Priceless


“ Maukah kau kembali ceria ? “
Jika saja kau perhatikan dengan seksama. Gadis itu tampak sangat menarik untuk semua pria. Tampak sangat pantas untuk mendapatkan semua pria tampan di dunia ini, dengan balutan rambut panjang sebahu serta poni ciripa miliknya.
Namun, di balik silauan wajahnya yang mempesona, hatinya menyimpan luka. Kenangan suram masa lalu membuatnya enggan untuk mendongak ke arah cinta. Bersikap apatis dengan semua laki-laki itu tindakan yang tepat baginya sekarang ini. Tak mau mendengar dan mempercayai setiap gerakan manis yang terucap dalam bibir setiap pria.
“ Tidak ada cinta sejati di dunia ini. Sekali lagi tidak ada! Tidak ada cinta sejati untuk wanita sepertiku,“ tegasnya dalam setiap hembusan di bumi.
Cinta itu omong kosong, begitulah kalimat yang sudah dia percayai benar dalam hati.
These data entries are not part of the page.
//! Column descriptors
//!
//! Plain metadata describing one column's type tag and constraints. The
//! CRUD path largely ignores these; they exist so callers can document a
//! table's shape and get duplicate/foreign-key checks on creation.

use serde::{Deserialize, Serialize};
use serde_json::Value;

/// Constraints and metadata for a single column.
///
/// Wire field names are camelCase to stay compatible with existing table
/// files (`valueType`, `isPrimaryKey`, ...).
#[derive(Debug, Clone, PartialEq, Serialize, Deserialize)]
#[serde(rename_all = "camelCase", default)]
pub struct ColumnDescriptor {
    /// Column name, used as the key in the table's column map
    pub name: String,

    /// Free-form type tag (e.g. "string", "number"); not enforced
    pub value_type: String,

    /// Default value for the column (informational)
    pub default_value: Value,

    pub is_unique: bool,
    pub is_nullable: bool,
    pub is_required: bool,
    pub is_primary_key: bool,
    pub is_foreign_key: bool,

    /// Name of the referenced table when `is_foreign_key` is set
    pub references_table: String,
}

impl Default for ColumnDescriptor {
    fn default() -> Self {
        Self {
            name: String::new(),
            value_type: String::new(),
            default_value: Value::Null,
            is_unique: false,
            is_nullable: true,
            is_required: false,
            is_primary_key: false,
            is_foreign_key: false,
            references_table: String::new(),
        }
    }
}

impl ColumnDescriptor {
    /// Create a descriptor with the given name and defaults for the rest.
    pub fn named(name: impl Into<String>) -> Self {
        Self {
            name: name.into(),
            ..Self::default()
        }
    }

    /// Apply primary-key normalization.
    ///
    /// A primary key is forced unique and non-nullable. `is_required` is
    /// left at whatever the caller declared; the original store behaved
    /// this way and existing files depend on it.
    pub fn normalize(&mut self) {
        if self.is_primary_key {
            self.is_unique = true;
            self.is_nullable = false;
        }
    }
}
Kalimat yang mewakili perasaan hatinya semenjak sebuah lidah menggoreskan luka.

Gadis itu sadar, dia bukanlah gadis yang pantas dibanggakan. Padahal sebenarnya banyak hal yang bisa dibanggakan darinya. Mulai dari wajahnya, hidungnya, kedua alisnya yang menggores elok, bahkan semangatnya kini yang masih tetap setia menunggu pembeli membuatnya pantas dibanggakan. Membuat derajat gadis penjual bunga tabur tersebut setidaknya naik untuk sepersekian tingkat.
Dirinya duduk di salah satu sudut jalan, menghadap bunga tabur di depannya. Menghela nafas lelah seraya menunggu calon pembeli yang sudi membeli barang dagangannya.
Setiap kali dia mendengar langkah mendekat ke arahnya, dia berucap dengan nada memaksa.
“ Bunga tabur, bunga tabur. Murah-murah,“
Begitu terus dia berucap kepada khalayak yang lewat. Meskipun dia tahu, apa yang telah dia lakukan selama ini tak jarang mendapatkan nihil. Orang-orang akan masa bodoh dan lewat begitu saja.
Dia tahu, dengan salah satu sisi otaknya mengerti bahwa setiap usaha tak selamanya membuahkan hasil yang baik. Ada kalanya hal buruk akan menimpanya seperti sekarang, dan membuatnya harus menghembuskan beribu kali nafas lelah dalam tubuhnya.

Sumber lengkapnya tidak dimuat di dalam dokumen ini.